_Description of the task_
If a line in the listing below includes the string "shoes", pull it out.

_The input_
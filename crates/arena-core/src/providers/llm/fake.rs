use super::{LlmClient, LlmResponse};
use async_trait::async_trait;
use std::collections::HashSet;
use std::time::Duration;

/// Offline completion client. Echoes the rendered prompt, optionally after a
/// delay, and fails for models listed in `failing`.
#[derive(Debug, Clone, Default)]
pub struct FakeClient {
    pub delay: Option<Duration>,
    pub failing: HashSet<String>,
}

impl FakeClient {
    pub fn new() -> Self {
        Self::default()
    }

    pub fn with_delay(mut self, delay: Duration) -> Self {
        self.delay = Some(delay);
        self
    }

    pub fn failing_for(mut self, model: &str) -> Self {
        self.failing.insert(model.to_string());
        self
    }
}

#[async_trait]
impl LlmClient for FakeClient {
    async fn complete(&self, model: &str, prompt: &str) -> anyhow::Result<LlmResponse> {
        if let Some(d) = self.delay {
            tokio::time::sleep(d).await;
        }
        if self.failing.contains(model) {
            anyhow::bail!("fake provider error for model {}", model);
        }
        Ok(LlmResponse {
            text: format!("[{}] {}", model, prompt),
            provider: "fake".to_string(),
            model: model.to_string(),
        })
    }

    fn provider_name(&self) -> &'static str {
        "fake"
    }
}
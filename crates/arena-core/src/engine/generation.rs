use crate::config::GenerationSettings;
use crate::engine::round::SlotResponse;
use crate::errors::ArenaError;
use crate::model::Candidate;
use crate::providers::assistant::{AssistantClient, EchoAssistant, HttpAssistantClient};
use crate::providers::llm::fake::FakeClient;
use crate::providers::llm::openai::OpenAIClient;
use crate::providers::llm::LlmClient;
use std::sync::Arc;
use std::time::Duration;

/// Produces both sides of a round through the external collaborators.
///
/// A failing or slow side never fails the round: it comes back as a
/// degraded [`SlotResponse`].
pub struct ResponseGenerator {
    llm: Arc<dyn LlmClient>,
    assistant: Option<Arc<dyn AssistantClient>>,
    model_override: Option<String>,
    timeout: Duration,
}

impl ResponseGenerator {
    pub fn new(
        llm: Arc<dyn LlmClient>,
        assistant: Option<Arc<dyn AssistantClient>>,
        model_override: Option<String>,
        timeout: Duration,
    ) -> Self {
        Self {
            llm,
            assistant,
            model_override,
            timeout,
        }
    }

    pub fn from_settings(settings: &GenerationSettings) -> Self {
        let completion = &settings.completion;
        let (llm, assistant): (Arc<dyn LlmClient>, Option<Arc<dyn AssistantClient>>) =
            match completion.provider.as_str() {
                "fake" => (
                    Arc::new(FakeClient::new()) as Arc<dyn LlmClient>,
                    Some(Arc::new(EchoAssistant) as Arc<dyn AssistantClient>),
                ),
                _ => {
                    let api_key = std::env::var(&completion.api_key_env).unwrap_or_default();
                    if api_key.is_empty() {
                        tracing::warn!(
                            event = "completion_key_missing",
                            env = %completion.api_key_env,
                            "server-side generation will return degraded responses"
                        );
                    }
                    let llm = OpenAIClient::new(
                        completion.base_url.clone(),
                        api_key,
                        completion.temperature,
                        completion.max_tokens,
                    );
                    let assistant = settings.assistant.as_ref().map(|a| {
                        Arc::new(HttpAssistantClient::new(a.endpoint.clone()))
                            as Arc<dyn AssistantClient>
                    });
                    (Arc::new(llm) as Arc<dyn LlmClient>, assistant)
                }
            };
        Self::new(llm, assistant, completion.model.clone(), settings.timeout())
    }

    pub async fn generate(
        &self,
        slot: char,
        candidate: &Candidate,
        query: &str,
    ) -> SlotResponse {
        let call = async {
            match candidate {
                Candidate::Prompt(p) => {
                    let model = self.model_override.as_deref().unwrap_or(&p.origin);
                    self.llm
                        .complete(model, &p.render(query))
                        .await
                        .map(|r| r.text)
                }
                Candidate::Assistant(a) => match &self.assistant {
                    Some(client) => client.invoke(a, query, &a.use_case).await,
                    None => Err(anyhow::anyhow!("no assistant endpoint configured")),
                },
            }
        };

        let message = match tokio::time::timeout(self.timeout, call).await {
            Ok(Ok(text)) => return SlotResponse::ok(text),
            Ok(Err(e)) => e.to_string(),
            Err(_) => format!("timed out after {}s", self.timeout.as_secs_f64()),
        };

        let err = ArenaError::Generation { slot, message };
        let provider = if candidate.is_assistant() {
            "assistant"
        } else {
            self.llm.provider_name()
        };
        tracing::warn!(
            event = "generation_degraded",
            slot = %slot,
            origin = candidate.origin(),
            provider = provider,
            error = %err,
        );
        SlotResponse::degraded(err.to_string())
    }

    /// Both sides run concurrently.
    pub async fn generate_pair(
        &self,
        a: &Candidate,
        b: &Candidate,
        query: &str,
    ) -> (SlotResponse, SlotResponse) {
        tokio::join!(self.generate('A', a, query), self.generate('B', b, query))
    }
}

#[cfg(test)]
mod tests {
    use super::*;
    use crate::model::{Assistant, Prompt};

    fn prompt(origin: &str) -> Candidate {
        Candidate::Prompt(Prompt {
            origin: origin.into(),
            use_case: "search".into(),
            version: 1,
            template: "Search: {query}".into(),
        })
    }

    #[tokio::test]
    async fn test_renders_template_with_origin_as_model() {
        let gen = ResponseGenerator::new(
            Arc::new(FakeClient::new()),
            None,
            None,
            Duration::from_secs(5),
        );
        let r = gen.generate('A', &prompt("gpt-4o"), "shoes").await;
        assert_eq!(r, SlotResponse::ok("[gpt-4o] Search: shoes"));
    }

    #[tokio::test]
    async fn test_model_override() {
        let gen = ResponseGenerator::new(
            Arc::new(FakeClient::new()),
            None,
            Some("fixed".into()),
            Duration::from_secs(5),
        );
        let r = gen.generate('A', &prompt("gpt-4o"), "shoes").await;
        assert_eq!(r.text, "[fixed] Search: shoes");
    }

    #[tokio::test]
    async fn test_failure_and_timeout_degrade_one_side_only() {
        let gen = ResponseGenerator::new(
            Arc::new(FakeClient::new().failing_for("bad")),
            None,
            None,
            Duration::from_secs(5),
        );
        let (a, b) = gen.generate_pair(&prompt("bad"), &prompt("good"), "q").await;
        assert!(a.degraded);
        assert!(a.error.unwrap().contains("slot A"));
        assert!(!b.degraded);

        let slow = ResponseGenerator::new(
            Arc::new(FakeClient::new().with_delay(Duration::from_millis(500))),
            None,
            None,
            Duration::from_millis(20),
        );
        let r = slow.generate('B', &prompt("x"), "q").await;
        assert!(r.degraded);
        assert!(r.error.unwrap().contains("timed out"));
    }

    #[tokio::test]
    async fn test_assistant_without_endpoint_is_degraded() {
        let gen = ResponseGenerator::new(
            Arc::new(FakeClient::new()),
            None,
            None,
            Duration::from_secs(5),
        );
        let asst = Candidate::Assistant(Assistant {
            origin: "Conva Assistant".into(),
            use_case: "search".into(),
            version: 1,
            assistant_id: "a1".into(),
            assistant_version: "v2".into(),
            api_key: "secret".into(),
        });
        let r = gen.generate('A', &asst, "q").await;
        assert!(r.degraded);

        let gen = ResponseGenerator::new(
            Arc::new(FakeClient::new()),
            Some(Arc::new(EchoAssistant)),
            None,
            Duration::from_secs(5),
        );
        let r = gen.generate('A', &asst, "q").await;
        assert_eq!(r.text, "[a1@v2] q");
    }
}
use std::env;
use std::path::PathBuf;

#[derive(Clone, Debug)]
pub struct ServerConfig {
    pub listen: String,
    /// SQLite file, or `:memory:`.
    pub db: String,
    pub config_path: PathBuf,
    pub log_level: String,
}

impl Default for ServerConfig {
    fn default() -> Self {
        Self {
            listen: "127.0.0.1:8000".to_string(),
            db: ".arena/arena.db".to_string(),
            config_path: PathBuf::from("arena.yaml"),
            log_level: "info".to_string(),
        }
    }
}

impl ServerConfig {
    pub fn from_env() -> Self {
        let mut cfg = Self::default();
        if let Ok(v) = env::var("ARENA_LISTEN") {
            cfg.listen = v;
        }
        if let Ok(v) = env::var("ARENA_DB") {
            cfg.db = v;
        }
        if let Ok(v) = env::var("ARENA_CONFIG") {
            cfg.config_path = PathBuf::from(v);
        }
        if let Ok(v) = env::var("ARENA_LOG") {
            cfg.log_level = v;
        }
        cfg
    }
}
use std::collections::HashMap;
use std::sync::{Arc, Mutex};
use tokio::sync::{Mutex as AsyncMutex, OwnedMutexGuard};

/// One async lock per origin, created on first use.
///
/// A vote holds the locks of both its origins for the read-compute-write of
/// their ratings. Locks are always taken in ascending origin order, so two
/// rounds sharing an origin in opposite slots cannot deadlock.
#[derive(Default)]
pub struct OriginLocks {
    inner: Mutex<HashMap<String, Arc<AsyncMutex<()>>>>,
}

pub struct PairGuard {
    _first: OwnedMutexGuard<()>,
    _second: Option<OwnedMutexGuard<()>>,
}

impl OriginLocks {
    pub fn new() -> Self {
        Self::default()
    }

    fn handle(&self, origin: &str) -> Arc<AsyncMutex<()>> {
        let mut map = self.inner.lock().unwrap_or_else(|e| e.into_inner());
        map.entry(origin.to_string())
            .or_insert_with(|| Arc::new(AsyncMutex::new(())))
            .clone()
    }

    pub async fn lock_pair(&self, a: &str, b: &str) -> PairGuard {
        let (lo, hi) = if a <= b { (a, b) } else { (b, a) };
        let first = self.handle(lo).lock_owned().await;
        let second = if lo == hi {
            None
        } else {
            Some(self.handle(hi).lock_owned().await)
        };
        PairGuard {
            _first: first,
            _second: second,
        }
    }

    pub fn len(&self) -> usize {
        self.inner.lock().map(|m| m.len()).unwrap_or(0)
    }

    pub fn is_empty(&self) -> bool {
        self.len() == 0
    }
}

#[cfg(test)]
mod tests {
    use super::*;
    use std::time::Duration;

    #[tokio::test]
    async fn test_opposite_order_pairs_do_not_deadlock() {
        let locks = Arc::new(OriginLocks::new());
        let mut handles = Vec::new();
        for i in 0..50 {
            let locks = locks.clone();
            handles.push(tokio::spawn(async move {
                let (a, b) = if i % 2 == 0 { ("x", "y") } else { ("y", "x") };
                let _g = locks.lock_pair(a, b).await;
                tokio::task::yield_now().await;
            }));
        }
        let all = futures_join(handles);
        tokio::time::timeout(Duration::from_secs(5), all)
            .await
            .expect("deadlock");
        assert_eq!(locks.len(), 2);
    }

    #[tokio::test]
    async fn test_disjoint_pairs_do_not_contend() {
        let locks = OriginLocks::new();
        let _g1 = locks.lock_pair("a", "b").await;
        let g2 = tokio::time::timeout(Duration::from_millis(200), locks.lock_pair("c", "d")).await;
        assert!(g2.is_ok());
    }

    #[tokio::test]
    async fn test_shared_origin_blocks() {
        let locks = OriginLocks::new();
        let _g1 = locks.lock_pair("a", "b").await;
        let g2 = tokio::time::timeout(Duration::from_millis(50), locks.lock_pair("b", "c")).await;
        assert!(g2.is_err());
    }

    async fn futures_join(handles: Vec<tokio::task::JoinHandle<()>>) {
        for h in handles {
            h.await.unwrap();
        }
    }
}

_Response for this exercise_
        let r = gen.generate('A', &prompt("gpt-4o"), "shoes").await;
        assert_eq!(r, SlotResponse::ok("[gpt-4o] Search: shoes"));
        let r = gen.generate('A', &prompt("gpt-4o"), "shoes").await;
        assert_eq!(r.text, "[fixed] Search: shoes");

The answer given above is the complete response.